→ Description of the task:
Print the first line of the data below and every one after it, through the line containing "immutable once loaded", exactly as written.

→ Data for review:
//! Configuration management subsystem.
//!
//! # Data Flow
//! ```text
//! config file (TOML)
//!     → loader.rs (parse & deserialize)
//!     → validation.rs (semantic checks)
//!     → GatewayConfig (validated, immutable)
//!     → shared with the server at startup
//! ```
//!
//! # Design Decisions
//! - Config is immutable once loaded
//! - All fields have defaults to allow minimal configs
//! - Validation separates syntactic (serde) from semantic checks

pub mod loader;
pub mod schema;
pub mod validation;

pub use loader::{load_config, ConfigError};
pub use schema::{AuthConfig, GatewayConfig, ListenerConfig, ObservabilityConfig, TimeoutConfig};
//! SNS API Gateway
//!
//! An HTTP gateway for a social-media-style backend (tweets, comments,
//! reposts, favorites, bookmarks, follows, notifications, chat rooms,
//! token authentication).
//!
//! # Architecture Overview
//!
//! ```text
//!                    ┌──────────────────────────────────────────────┐
//!                    │                 SNS GATEWAY                  │
//!                    │                                              │
//!   Client Request   │  ┌────────┐   ┌───────────┐   ┌──────────┐  │
//!   ─────────────────┼─▶│  http  │──▶│  routing  │──▶│ handlers │  │
//!                    │  │ server │   │dispatcher │   │ registry │  │
//!                    │  └────────┘   └───────────┘   └──────────┘  │
//!                    │       │                                      │
//!                    │       ▼                                      │
//!                    │  ┌──────────────────────────────────────┐    │
//!                    │  │         Cross-Cutting Concerns        │    │
//!                    │  │  ┌────────┐ ┌─────────┐ ┌──────────┐ │    │
//!                    │  │  │ config │ │ session │ │observa-  │ │    │
//!                    │  │  │        │ │ check   │ │ bility   │ │    │
//!                    │  │  └────────┘ └─────────┘ └──────────┘ │    │
//!                    │  └──────────────────────────────────────┘    │
//!                    └──────────────────────────────────────────────┘
//! ```
//!
//! The core is the routing dispatcher: a static, immutable table built at
//! startup that resolves (method, path) to a (controller, action, params)
//! triple. The HTTP layer composes session-token middleware around it and
//! translates the two dispatch errors to 404 and 405.

// Core subsystems
pub mod config;
pub mod handlers;
pub mod http;
pub mod routing;

// Cross-cutting concerns
pub mod observability;

pub use config::GatewayConfig;
pub use http::HttpServer;
pub use routing::{DispatchError, Dispatcher, RouteMatch};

→ Result of the exercise:
//! Configuration management subsystem.
//!
//! # Data Flow
//! ```text
//! config file (TOML)
//!     → loader.rs (parse & deserialize)
//!     → validation.rs (semantic checks)
//!     → GatewayConfig (validated, immutable)
//!     → shared with the server at startup
//! ```
//!
//! # Design Decisions
//! - Config is immutable once loaded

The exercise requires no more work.